In our study 68% of the babies were born with meconium stained amniotic fluid which is comparable to the results obtained by Ekta A Dala et al 10 in 2013 and siva saranappa et al 5 in 2015.Prolonged labor was found to be an important risk factor by many authors like David R. Hall e al 13 in 1996, (49 per cent), G. I. McgilUgwu et al 14 in 2012 (51%), Ritbano Ahmed Abdo et al 2 in 2019. In our study prolonged labor was seen in 29% cases which is comparable to other studies. Siva Saranappa S B et al in 2015 observed that 11.6% had PROM. Wubet Alebachew Bayih et al 15 in 2020 found (16.8%) premature rupture of membrane cases among babies with birth asphyxia. In our study 23% of the mothers had PROM. Abebe Alemu et al 11 in 2017 and Hafiz Muhammad Aslam 16 2013 noted anemia to be an important risk factor. In our study maternal anemia was found to be an important antenatal risk factor which accounted for 57% cases.

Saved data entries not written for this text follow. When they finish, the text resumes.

//! Conditions, transitions and lookup tables - the rule language of module graphs

pub mod condition;
pub mod lookup;
pub mod transition;

pub use condition::{Comparator, Condition};
pub use lookup::{Cell, LookupRow, LookupTable, LookupTables};
pub use transition::{Clause, LookupTransition, Outcome, Transition, Weighted, WEIGHT_TOLERANCE};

In our study Acute Kidney Injury was found in 60% cases which is comparable to studies done by Girish Gopal et al 17 in 2014; 64% cases, Saurabh et al 18 in 2018 ; 75% cases, Akangsha Muvel et al 6 in 2019 ;56% cases. In our study we observed HIE in 57 % cases. 18% had HIE I,11% had HIE II and 28% had HIE III. The result of present study is comparable to previous studies done by Shazia Memon et al, Seema Shah et al19 in 2014, Siva Saranappa in 2015, Paresh Kumar A. Thakkar et al in 2016.20
In a study published by Seema Shah et al 21 in 2014, the mean APGAR score in asphyxiated babies was 3.62 and 5.12 at 1 min and 5 min respectively. The APGAR score showed decreasing trend with the increasing severity of HIE. 4.56 in non-HIE versus 3.12 in HIE III at 1 min and 5.84 in non-HIE versus 4 in HIE III at 5 min. We have also got a p value suggestive of similar result of increasing severity of HIE with decreasing APGAR score.
Babu BVA et al 9 in 2014 observedapnea to be (14.3% and necrotizing enterocolitis (NEC) (7.7%). Kriti Mohan et al 8 found hyperbilirubinemia (40%), respiratory distress (33%), apnea (23%) shock (20%), DIC (13%), Cyanosis (13%) meconium aspiration syndrome (10%) acute renal failure (6%) and necrotizing enterocolitis (6%) as important complications. In our study we got complications as 7% apnea, 7.5% hypoglycaemia, 3% NEC, 6.5% sepsis, 12% meconium aspiration syndrome,15.5% shock,13% DIC, 38% hyperbilirubinemia and 57% HIE and 60% AKI.
Conclusion
Birth asphyxia is a leading cause of mortality among the newborn. Various contributing factors like meconium stained liquor, maternal anemia, pregnancy induced hypertension, prolonged labor, anemia, PROM, cord around the neck chorioamnionitis needs to be addressed at the earliest to decrease the mortality and morbidity due to birth asphyxia. Most of the babies in the study were delivered by emergency cesarean section. A lot of effort need to be put up both in periphery to ensure better care of the pregnant women to decrease the complications of pregnancy and also in tertiary care centers so that emergency referral cases can be dealt with most efficient way to improve the outcome of pregnancy. In a limited period of 1 year all the complications could not be studied in detail. A more detailed study would have resulted in better understanding of the disease. For better understanding of the disease and complications, a long term follow up of the cases should have been done which was not possible within a limited period of 1 year.